He’s facing tough polling numbers. There’s the threat of Arab Americans and younger Americans abandoning him over his support for Israel. And then there’s also some troubling trends in certain demographics that voted for him big in 2020. Do you think that his reelection prospects are in big trouble right now?
I don’t think so. There’s sort of a conventional wisdom. You talk to people around Washington, “Well you getting ready for the next Trump administration?” like wait a minute, we’ve got to have the election! We haven’t had the election yet. I will say you don’t underestimate how much people dislike Donald Trump. His negatives are extremely high. There are just some people who are never going to get over January 6. There are many Republicans, and if you look at the Nikki Haley Republicans and the percentage, people talk about all these states where Joe Biden is losing a certain percentage of votes, but if you look at it, that phenomenons also happening with Trump, and to some degree it’s worse in how it’s happening in some of these states. So I do think Trump has his work cut out for him, and just the way he’s conducting himself out on the campaign trail, praising January 6 rioters as hostages, talking about poisoning the blood of our country, how does that at all help him with suburban female voters outside of Philadelphia, Atlanta, Detroit, and so on? I just don’t see it, and he’s not going to change course. I’ve covered him for too long. He is not. You could get a vice presidential candidate that can soften him around the edges and so on, I just don’t see any of that occurring. The one thing that could hand the election to Donald Trump is the RFK Jr., you mentioned him earlier, candidacy. Cornel West, Jill Stein, you add up those votes in a place like Wisconsin, it could be enough. 6,500 votes, something like that, boom, Donald Trump wins the state of Wisconsin and it becomes a really dark night for Joe Biden and the Democrats. That’s not beyond the realm of possibility. It’s not far fetched at all.

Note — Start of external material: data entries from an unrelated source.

use std::collections::HashMap;
use std::io::Cursor;
use std::sync::atomic::{AtomicU64, Ordering};
use std::sync::{Mutex, PoisonError};
use std::time::Duration;

use funart_contracts::TaskStatus;
use image::{ImageFormat, Rgb, RgbImage};
use serde_json::Value;
use sha2::{Digest, Sha256};
use tracing::info;

use crate::error::{ApiStage, GenerationError, Result};
use crate::transport::{ApiCall, ApiResponse, ResultItem, TaskOutput, Transport};

const IMAGE_SCHEME: &str = "dryrun://image/";
const VIDEO_SCHEME: &str = "dryrun://video/";
const DEFAULT_DIMS: (u32, u32) = (1024, 1024);

/// Bare `ftyp` box; enough for players to recognise the container.
const VIDEO_STUB: &[u8] = b"\x00\x00\x00\x18ftypisom\x00\x00\x02\x00isommp41";

struct DryrunTask {
    polls_remaining: u32,
}

/// Offline transport: images are prompt-coloured PNGs, video tasks finish after a few polls.
pub struct DryrunTransport {
    polls_before_success: u32,
    tasks: Mutex<HashMap<String, DryrunTask>>,
    counter: AtomicU64,
}

impl Default for DryrunTransport {
    fn default() -> Self {
        Self::new(2)
    }
}

impl DryrunTransport {
    pub fn new(polls_before_success: u32) -> Self {
        Self {
            polls_before_success,
            tasks: Mutex::new(HashMap::new()),
            counter: AtomicU64::new(0),
        }
    }

    fn ok(output: TaskOutput) -> ApiResponse {
        ApiResponse {
            status: 200,
            request_id: Some(format!("dryrun-{}", short_id("request", 0))),
            output: Some(output),
            ..ApiResponse::default()
        }
    }
}

impl Transport for DryrunTransport {
    fn name(&self) -> &str {
        "dryrun"
    }

    fn call(&self, _api_key: &str, call: &ApiCall) -> Result<ApiResponse> {
        let prompt = call
            .payload
            .pointer("/input/prompt")
            .and_then(Value::as_str)
            .unwrap_or_default();
        let seed = call
            .payload
            .pointer("/parameters/seed")
            .and_then(Value::as_u64)
            .unwrap_or_default();
        let idx = self.counter.fetch_add(1, Ordering::Relaxed);

        if call.asynchronous {
            let task_id = short_id(prompt, idx);
            self.tasks
                .lock()
                .unwrap_or_else(PoisonError::into_inner)
                .insert(
                    task_id.clone(),
                    DryrunTask {
                        polls_remaining: self.polls_before_success,
                    },
                );
            info!(task_id = %task_id, "dryrun task accepted");
            return Ok(Self::ok(TaskOutput {
                task_id: Some(task_id),
                task_status: Some(TaskStatus::Pending),
                ..TaskOutput::default()
            }));
        }

        let (width, height) = call
            .payload
            .pointer("/parameters/size")
            .and_then(Value::as_str)
            .and_then(parse_size)
            .unwrap_or(DEFAULT_DIMS);
        let (r, g, b) = color_from_prompt(prompt, seed);
        Ok(Self::ok(TaskOutput {
            task_status: Some(TaskStatus::Succeeded),
            results: vec![ResultItem {
                url: Some(format!(
                    "{IMAGE_SCHEME}{width}x{height}/{}",
                    hex::encode([r, g, b])
                )),
                actual_prompt: Some(prompt.to_string()),
                ..ResultItem::default()
            }],
            ..TaskOutput::default()
        }))
    }

    fn query_task(&self, _api_key: &str, task_id: &str) -> Result<ApiResponse> {
        let mut tasks = self.tasks.lock().unwrap_or_else(PoisonError::into_inner);
        let Some(task) = tasks.get_mut(task_id) else {
            return Ok(Self::ok(TaskOutput {
                task_id: Some(task_id.to_string()),
                task_status: Some(TaskStatus::Unknown),
                ..TaskOutput::default()
            }));
        };
        if task.polls_remaining > 0 {
            task.polls_remaining -= 1;
            return Ok(Self::ok(TaskOutput {
                task_id: Some(task_id.to_string()),
                task_status: Some(TaskStatus::Running),
                ..TaskOutput::default()
            }));
        }
        Ok(Self::ok(TaskOutput {
            task_id: Some(task_id.to_string()),
            task_status: Some(TaskStatus::Succeeded),
            video_url: Some(format!("{VIDEO_SCHEME}{task_id}.mp4")),
            ..TaskOutput::default()
        }))
    }

    fn download(&self, url: &str, _timeout: Duration) -> Result<Vec<u8>> {
        if url.starts_with(VIDEO_SCHEME) {
            return Ok(VIDEO_STUB.to_vec());
        }
        let parsed = url
            .strip_prefix(IMAGE_SCHEME)
            .and_then(|rest| rest.split_once('/'))
            .and_then(|(dims, color)| Some((parse_size(dims)?, hex::decode(color).ok()?)));
        let Some(((width, height), color)) = parsed.filter(|(_, color)| color.len() == 3) else {
            return Err(GenerationError::Api {
                stage: ApiStage::Download,
                status: 404,
                code: "NotFound".to_string(),
                message: format!("dryrun has no resource at {url}"),
            });
        };
        let image = RgbImage::from_pixel(width, height, Rgb([color[0], color[1], color[2]]));
        let mut cursor = Cursor::new(Vec::new());
        image.write_to(&mut cursor, ImageFormat::Png)?;
        Ok(cursor.into_inner())
    }
}

fn parse_size(raw: &str) -> Option<(u32, u32)> {
    let (width, height) = raw.split_once(['*', 'x'])?;
    let width = width.trim().parse::<u32>().ok().filter(|value| *value > 0)?;
    let height = height.trim().parse::<u32>().ok().filter(|value| *value > 0)?;
    Some((width, height))
}

fn color_from_prompt(prompt: &str, seed: u64) -> (u8, u8, u8) {
    let mut hasher = Sha256::new();
    hasher.update(prompt.as_bytes());
    hasher.update(seed.to_be_bytes());
    let digest = hasher.finalize();
    (digest[0], digest[1], digest[2])
}

fn short_id(prompt: &str, idx: u64) -> String {
    let mut hasher = Sha256::new();
    hasher.update(prompt.as_bytes());
    hasher.update(idx.to_be_bytes());
    let digest = hasher.finalize();
    hex::encode(&digest[..4])
}

#[cfg(test)]
mod tests {
    use std::time::Duration;

    use funart_contracts::TaskStatus;
    use serde_json::json;

    use super::DryrunTransport;
    use crate::error::ApiStage;
    use crate::transport::{ApiCall, Transport};

    #[test]
    fn image_call_is_deterministic_per_prompt() -> anyhow::Result<()> {
        let transport = DryrunTransport::default();
        let call = ApiCall {
            stage: ApiStage::Synthesis,
            endpoint: "/x".to_string(),
            payload: json!({"input": {"prompt": "boat"}, "parameters": {"size": "800*800"}}),
            asynchronous: false,
        };
        let first = transport.call("dryrun", &call)?;
        let second = transport.call("dryrun", &call)?;
        let url = |response: &crate::transport::ApiResponse| {
            response
                .output
                .as_ref()
                .and_then(|output| output.results.first())
                .and_then(|item| item.url.clone())
                .unwrap_or_default()
        };
        assert_eq!(url(&first), url(&second));
        assert!(url(&first).starts_with("dryrun://image/800x800/"));

        let png = transport.download(&url(&first), Duration::from_secs(1))?;
        let decoded = image::load_from_memory(&png)?;
        assert_eq!((decoded.width(), decoded.height()), (800, 800));
        Ok(())
    }

    #[test]
    fn video_task_runs_then_succeeds() -> anyhow::Result<()> {
        let transport = DryrunTransport::new(1);
        let submitted = transport.call("dryrun", &ApiCall {
            stage: ApiStage::Submit,
            endpoint: "/v".to_string(),
            payload: json!({"input": {"prompt": "waves"}}),
            asynchronous: true,
        })?;
        let task_id = submitted.task_id().unwrap_or_default().to_string();
        assert_eq!(task_id.len(), 8);

        assert_eq!(
            transport.query_task("dryrun", &task_id)?.task_status(),
            Some(TaskStatus::Running)
        );
        let done = transport.query_task("dryrun", &task_id)?;
        assert_eq!(done.task_status(), Some(TaskStatus::Succeeded));
        let video_url = done
            .output
            .and_then(|output| output.video_url)
            .unwrap_or_default();
        let bytes = transport.download(&video_url, Duration::from_secs(1))?;
        assert_eq!(&bytes[4..8], b"ftyp");

        assert_eq!(
            transport.query_task("dryrun", "missing")?.task_status(),
            Some(TaskStatus::Unknown)
        );
        Ok(())
    }
}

There’s been a lot of reporting previewing the threat that a second Trump term would pose to the United States. Jonathan Swan and Maggie Haberman have been all over this. Politico had a big piece on it. The Atlantic had a whole issue about what a second Trump term would look like. As as a journalist, from your perspective, what worries you the most about a second Trump term? Is that something that you’ve thought about as a possibility and as a concern?

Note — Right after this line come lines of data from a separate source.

use std::fmt;

use funart_contracts::TaskStatus;
use thiserror::Error;

pub type Result<T> = std::result::Result<T, GenerationError>;

/// Which vendor exchange an error came from.
#[derive(Debug, Clone, Copy, PartialEq, Eq)]
pub enum ApiStage {
    Synthesis,
    Submit,
    Poll,
    Download,
}

impl fmt::Display for ApiStage {
    fn fmt(&self, f: &mut fmt::Formatter<'_>) -> fmt::Result {
        let label = match self {
            ApiStage::Synthesis => "synthesis call",
            ApiStage::Submit => "task submit",
            ApiStage::Poll => "task poll",
            ApiStage::Download => "result download",
        };
        f.write_str(label)
    }
}

/// Coarse classification used by callers that only care about the failure family.
#[derive(Debug, Clone, Copy, PartialEq, Eq)]
pub enum ErrorKind {
    Configuration,
    Validation,
    Transport,
    EmptyResult,
    Local,
}

#[derive(Debug, Error)]
pub enum GenerationError {
    #[error("configuration error: {0}")]
    Configuration(String),

    #[error("validation error: {0}")]
    Validation(String),

    #[error("{stage} failed ({status}): {code} - {message}")]
    Api {
        stage: ApiStage,
        status: u16,
        code: String,
        message: String,
    },

    #[error("task {task_id} ended with status {status}: {code} - {message}")]
    TaskFailed {
        task_id: String,
        status: TaskStatus,
        code: String,
        message: String,
    },

    #[error("{stage} request failed: {source}")]
    Network {
        stage: ApiStage,
        #[source]
        source: reqwest::Error,
    },

    #[error("empty result: {0}")]
    EmptyResult(String),

    #[error("task {task_id} still {status} after {waited_s:.1}s")]
    TimedOut {
        task_id: String,
        status: TaskStatus,
        waited_s: f64,
    },

    #[error("task {task_id} wait cancelled")]
    Cancelled { task_id: String },

    #[error("media codec error: {0}")]
    Codec(String),

    #[error("vendor payload could not be decoded: {0}")]
    Decode(#[from] serde_json::Error),

    #[error("I/O error: {0}")]
    Io(#[from] std::io::Error),
}

impl GenerationError {
    pub fn configuration(msg: impl Into<String>) -> Self {
        Self::Configuration(msg.into())
    }

    pub fn validation(msg: impl Into<String>) -> Self {
        Self::Validation(msg.into())
    }

    pub fn empty_result(msg: impl Into<String>) -> Self {
        Self::EmptyResult(msg.into())
    }

    pub fn kind(&self) -> ErrorKind {
        match self {
            GenerationError::Configuration(_) => ErrorKind::Configuration,
            GenerationError::Validation(_) => ErrorKind::Validation,
            GenerationError::Api { .. }
            | GenerationError::TaskFailed { .. }
            | GenerationError::Network { .. }
            | GenerationError::TimedOut { .. }
            | GenerationError::Cancelled { .. } => ErrorKind::Transport,
            GenerationError::EmptyResult(_) => ErrorKind::EmptyResult,
            GenerationError::Codec(_) | GenerationError::Decode(_) | GenerationError::Io(_) => {
                ErrorKind::Local
            }
        }
    }
}

impl From<image::ImageError> for GenerationError {
    fn from(value: image::ImageError) -> Self {
        Self::Codec(value.to_string())
    }
}

impl From<hound::Error> for GenerationError {
    fn from(value: hound::Error) -> Self {
        Self::Codec(value.to_string())
    }
}

impl From<funart_contracts::ShapeError> for GenerationError {
    fn from(value: funart_contracts::ShapeError) -> Self {
        Self::Validation(value.to_string())
    }
}

#[cfg(test)]
mod tests {
    use funart_contracts::TaskStatus;

    use super::{ApiStage, ErrorKind, GenerationError};

    #[test]
    fn api_error_renders_vendor_code_and_message() {
        let err = GenerationError::Api {
            stage: ApiStage::Submit,
            status: 401,
            code: "InvalidApiKey".to_string(),
            message: "Invalid API-key provided.".to_string(),
        };
        assert_eq!(
            err.to_string(),
            "task submit failed (401): InvalidApiKey - Invalid API-key provided."
        );
        assert_eq!(err.kind(), ErrorKind::Transport);
    }

    #[test]
    fn kinds_keep_empty_result_apart_from_transport() {
        assert_eq!(
            GenerationError::empty_result("no images").kind(),
            ErrorKind::EmptyResult
        );
        assert_eq!(
            GenerationError::TaskFailed {
                task_id: "abc".to_string(),
                status: TaskStatus::Failed,
                code: "InternalError".to_string(),
                message: "boom".to_string(),
            }
            .kind(),
            ErrorKind::Transport
        );
        assert_eq!(
            GenerationError::validation("bad size").kind(),
            ErrorKind::Validation
        );
        assert_eq!(
            GenerationError::configuration("no key").kind(),
            ErrorKind::Configuration
        );
    }
}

I’ve thought about it. Toward the end of the 2020 race, I mean, I was wondering, do I need to move my kids out of the country, and I’m being serious about that. That was something that I was worried about, and people might say, “Oh, that’s a joke,” but I was concerned about it at the time because there was just so many threats coming in as I was covering the Trump presidency.
Well you had a lot of personal death threats, right? It got quite intense from what I can recall?

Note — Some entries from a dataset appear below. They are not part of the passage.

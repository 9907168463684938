use std::io::Cursor;
use std::time::Instant;

use base64::engine::general_purpose::STANDARD as BASE64;
use base64::Engine as _;
use funart_contracts::modality::{MAX_ASPECT_RATIO, MIN_ASPECT_RATIO};
use funart_contracts::{AudioClip, ModalityProfile, SizeSpec, Tensor};
use hound::{SampleFormat, WavSpec, WavWriter};
use image::{DynamicImage, GrayImage, ImageFormat, RgbImage, RgbaImage};
use tracing::{debug, warn};

use crate::config::BatchPolicy;
use crate::error::{GenerationError, Result};
use crate::materialize::decode_image_bytes;

/// Vendor seeds live in `[0, 2^31)`.
pub const SEED_MODULUS: i64 = 1 << 31;

/// A size value ready for the request body, keyed by the field the vendor expects.
#[derive(Debug, Clone, PartialEq, Eq)]
pub struct SizeField {
    pub key: &'static str,
    pub value: String,
}

pub fn encode_image_data_uri(tensor: &Tensor, policy: BatchPolicy) -> Result<String> {
    let started = Instant::now();
    let frame = single_frame(tensor, policy)?;
    let png = encode_png(&frame)?;
    let encoded = BASE64.encode(&png);
    debug!(
        elapsed_ms = started.elapsed().as_millis() as u64,
        size_kib = encoded.len() / 1024,
        "encoded reference image"
    );
    Ok(format!("data:image/png;base64,{encoded}"))
}

pub fn encode_audio_data_uri(clip: &AudioClip) -> Result<String> {
    let started = Instant::now();
    let wav = encode_wav(clip)?;
    let encoded = BASE64.encode(&wav);
    debug!(
        elapsed_ms = started.elapsed().as_millis() as u64,
        size_kib = encoded.len() / 1024,
        "encoded audio clip"
    );
    Ok(format!("data:audio/wav;base64,{encoded}"))
}

/// Split a base64 data URI into its MIME type and decoded bytes.
pub fn split_data_uri(uri: &str) -> Result<(String, Vec<u8>)> {
    let rest = uri
        .trim()
        .strip_prefix("data:")
        .ok_or_else(|| GenerationError::Codec("not a data URI".to_string()))?;
    let (meta, payload) = rest
        .split_once(',')
        .ok_or_else(|| GenerationError::Codec("data URI has no payload".to_string()))?;
    let mime = meta
        .strip_suffix(";base64")
        .ok_or_else(|| GenerationError::Codec("only base64 data URIs are supported".to_string()))?;
    let bytes = BASE64
        .decode(payload.trim())
        .map_err(|err| GenerationError::Codec(format!("data URI base64 decode failed: {err}")))?;
    Ok((mime.to_string(), bytes))
}

pub fn decode_image_data_uri(uri: &str) -> Result<Tensor> {
    let (_, bytes) = split_data_uri(uri)?;
    decode_image_bytes(&bytes)
}

pub fn encode_png(frame: &Tensor) -> Result<Vec<u8>> {
    let image = tensor_to_image(frame)?;
    let mut cursor = Cursor::new(Vec::new());
    image.write_to(&mut cursor, ImageFormat::Png)?;
    Ok(cursor.into_inner())
}

/// `[H, W, C]` tensor in `[0, 1]` to an 8-bit image. Alpha is dropped.
pub fn tensor_to_image(frame: &Tensor) -> Result<DynamicImage> {
    let &[height, width, channels] = frame.shape() else {
        return Err(GenerationError::validation(format!(
            "image frame must be [H, W, C], got {:?}",
            frame.shape()
        )));
    };
    if height == 0 || width == 0 {
        return Err(GenerationError::validation("image frame has zero area"));
    }
    let width = u32::try_from(width)
        .map_err(|_| GenerationError::validation("image width exceeds u32"))?;
    let height = u32::try_from(height)
        .map_err(|_| GenerationError::validation("image height exceeds u32"))?;
    let bytes = frame.data().iter().copied().map(quantize).collect::<Vec<u8>>();
    let image = match channels {
        1 => GrayImage::from_raw(width, height, bytes).map(DynamicImage::ImageLuma8),
        3 => RgbImage::from_raw(width, height, bytes).map(DynamicImage::ImageRgb8),
        4 => RgbaImage::from_raw(width, height, bytes)
            .map(|rgba| DynamicImage::ImageRgb8(DynamicImage::ImageRgba8(rgba).to_rgb8())),
        other => {
            return Err(GenerationError::validation(format!(
                "image frame must have 1, 3 or 4 channels, got {other}"
            )))
        }
    };
    image.ok_or_else(|| GenerationError::Codec("pixel buffer does not match its shape".to_string()))
}

pub fn encode_wav(clip: &AudioClip) -> Result<Vec<u8>> {
    if clip.sample_rate == 0 {
        return Err(GenerationError::validation("audio sample rate must be positive"));
    }
    let waveform = clip
        .waveform
        .first_of_batch(2)
        .ok_or_else(|| GenerationError::validation("audio batch is empty"))?;
    let &[rows, cols] = waveform.shape() else {
        return Err(GenerationError::validation(format!(
            "audio waveform must be [B, C, S], [C, S] or [S, C], got {:?}",
            clip.waveform.shape()
        )));
    };
    // A short leading axis is the channel axis.
    let channel_first = rows <= 2;
    let (channels, frames) = if channel_first { (rows, cols) } else { (cols, rows) };
    let channels_u16 = u16::try_from(channels)
        .ok()
        .filter(|value| *value > 0)
        .ok_or_else(|| {
            GenerationError::validation(format!("unsupported audio channel count {channels}"))
        })?;

    let spec = WavSpec {
        channels: channels_u16,
        sample_rate: clip.sample_rate,
        bits_per_sample: 16,
        sample_format: SampleFormat::Int,
    };
    let data = waveform.data();
    let mut cursor = Cursor::new(Vec::new());
    {
        let mut writer = WavWriter::new(&mut cursor, spec)?;
        for frame in 0..frames {
            for channel in 0..channels {
                let value = if channel_first {
                    data[channel * frames + frame]
                } else {
                    data[frame * channels + channel]
                };
                writer.write_sample(pcm16(value))?;
            }
        }
        writer.finalize()?;
    }
    Ok(cursor.into_inner())
}

/// Map a caller's size request onto the field the vendor expects, or `None` to let the vendor pick.
pub fn resolve_size(profile: &ModalityProfile, size: &SizeSpec) -> Result<Option<SizeField>> {
    match size {
        SizeSpec::Auto => Ok(None),
        SizeSpec::Explicit { width, height } => {
            validate_explicit_size(profile, *width, *height).map(Some)
        }
        SizeSpec::Preset(raw) => {
            let preset = raw.trim();
            if let Some(field) = profile.preset_field {
                if profile.accepts_preset(preset) {
                    return Ok(Some(SizeField {
                        key: field.key(),
                        value: preset.to_string(),
                    }));
                }
                return Err(GenerationError::validation(format!(
                    "{} '{preset}' is not supported by {}; expected one of: {}",
                    field.key(),
                    profile.model,
                    profile.presets.join(", ")
                )));
            }
            let (width, height) = parse_dims(preset).ok_or_else(|| {
                GenerationError::validation(format!(
                    "size '{preset}' is not of the form <width>*<height>"
                ))
            })?;
            validate_explicit_size(profile, width, height).map(Some)
        }
    }
}

fn validate_explicit_size(profile: &ModalityProfile, width: i64, height: i64) -> Result<SizeField> {
    let Some(bounds) = profile.pixel_bounds else {
        return Err(GenerationError::validation(format!(
            "{} does not take explicit sizes; expected one of: {}",
            profile.model,
            profile.presets.join(", ")
        )));
    };
    if width <= 0 || height <= 0 {
        return Err(GenerationError::validation(format!(
            "width and height must be both -1 (auto) or both > 0, got width={width}, height={height}"
        )));
    }
    let total = (width as u64)
        .checked_mul(height as u64)
        .filter(|total| *total <= bounds.max_total)
        .ok_or_else(|| {
            GenerationError::validation(format!(
                "total pixels ({width}*{height}) out of range, must be between {} and {}",
                bounds.min_total, bounds.max_total
            ))
        })?;
    if total < bounds.min_total {
        return Err(GenerationError::validation(format!(
            "total pixels ({width}*{height}={total}) out of range, must be between {} and {}",
            bounds.min_total, bounds.max_total
        )));
    }
    let ratio = width as f64 / height as f64;
    if !(MIN_ASPECT_RATIO..=MAX_ASPECT_RATIO).contains(&ratio) {
        return Err(GenerationError::validation(format!(
            "aspect ratio ({width}:{height} = {ratio:.2}) out of range, must be between 1:4 (0.25) and 4:1 (4.0)"
        )));
    }
    debug!(width, height, total, ratio, "explicit size accepted");
    Ok(SizeField {
        key: "size",
        value: format!("{width}*{height}"),
    })
}

/// Negative means "unset". Anything else is folded into the vendor's range.
pub fn normalize_seed(seed: Option<i64>) -> Option<i64> {
    let seed = seed.filter(|value| *value >= 0)?;
    let folded = seed % SEED_MODULUS;
    if folded != seed {
        warn!(seed, folded, "seed out of vendor range, folded");
    }
    Some(folded)
}

pub fn resolve_duration(profile: &ModalityProfile, requested: Option<u32>) -> Result<Option<u32>> {
    if profile.durations.is_empty() {
        if let Some(seconds) = requested {
            return Err(GenerationError::validation(format!(
                "{} does not take a duration (got {seconds}s)",
                profile.model
            )));
        }
        return Ok(None);
    }
    let seconds = requested
        .or_else(|| profile.default_duration())
        .unwrap_or_default();
    if !profile.accepts_duration(seconds) {
        let allowed = profile
            .durations
            .iter()
            .map(u32::to_string)
            .collect::<Vec<String>>()
            .join(", ");
        return Err(GenerationError::validation(format!(
            "duration {seconds}s is not supported; expected one of: {allowed}"
        )));
    }
    Ok(Some(seconds))
}

pub fn require_prompt(prompt: &str) -> Result<&str> {
    let trimmed = prompt.trim();
    if trimmed.is_empty() {
        return Err(GenerationError::configuration("a non-empty prompt is required"));
    }
    Ok(trimmed)
}

fn single_frame(tensor: &Tensor, policy: BatchPolicy) -> Result<Tensor> {
    match tensor.rank() {
        3 => Ok(tensor.clone()),
        4 => {
            let batch = tensor.batch_len(3);
            if batch == 0 {
                return Err(GenerationError::validation("image batch is empty"));
            }
            if batch > 1 {
                match policy {
                    BatchPolicy::Reject => {
                        return Err(GenerationError::validation(format!(
                            "image batch has {batch} frames; only single images are accepted"
                        )))
                    }
                    BatchPolicy::FirstFrame => {
                        warn!(frames = batch, "image batch truncated to its first frame");
                    }
                }
            }
            tensor
                .first_of_batch(3)
                .ok_or_else(|| GenerationError::validation("image batch is empty"))
        }
        _ => Err(GenerationError::validation(format!(
            "image tensor must be [B, H, W, C] or [H, W, C], got {:?}",
            tensor.shape()
        ))),
    }
}

fn parse_dims(raw: &str) -> Option<(i64, i64)> {
    let (width, height) = raw.split_once(['*', 'x', 'X'])?;
    Some((width.trim().parse().ok()?, height.trim().parse().ok()?))
}

fn quantize(value: f32) -> u8 {
    (value * 255.0).clamp(0.0, 255.0) as u8
}

fn pcm16(value: f32) -> i16 {
    (value * 32767.0).clamp(-32768.0, 32767.0) as i16
}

It got extremely intense. There’s still some of that that happens, but not to the degree that it was during his administration, and I thought, I don’t know if that’s something I should subject my family to for another four years, and so it was a thought that went through my mind. And I suppose if he somehow does get back in, if there’s some fluke and he does get back in, I guess I’d have to reexamine that.
Where would you consider going?
I haven’t thought that far. I mean, I did think about it, I’m being really honest with you, and I do worry about what would happen to the press in another Trump administration. I don’t think that is Chicken Little, the sky is falling. I think that that is a very real concern that news organizations should have, and they probably should be preparing for that, and I’m just an anchor guy, I don’t run a news organization, and I wouldn’t pretend to know how to do that, but I think that that’s something that should be prepared for. I think that there are probably going to be threats against the press, they’re going to be the same threats that we saw taking place during the first administration, and I think what you’re seeing in the news now is the folks that are going to be coming in are the true believers. You’re not going to have the General Milleys, you’re not going to have the John Kellys, you’re not going to have the folks who are going to put their foot on the brakes and say, “No, no, no, we’re not going to do this, Mr. President. We’re not going to do that.” They’re going to be a little more wily the next time around, and I’ve heard that from talking to people that talk to him from time to time, that they’ve already started to game this stuff out. They kind of know where they want to put people and it’s not something we’d have to use our imagination a whole lot to figure it out who would go where and so on.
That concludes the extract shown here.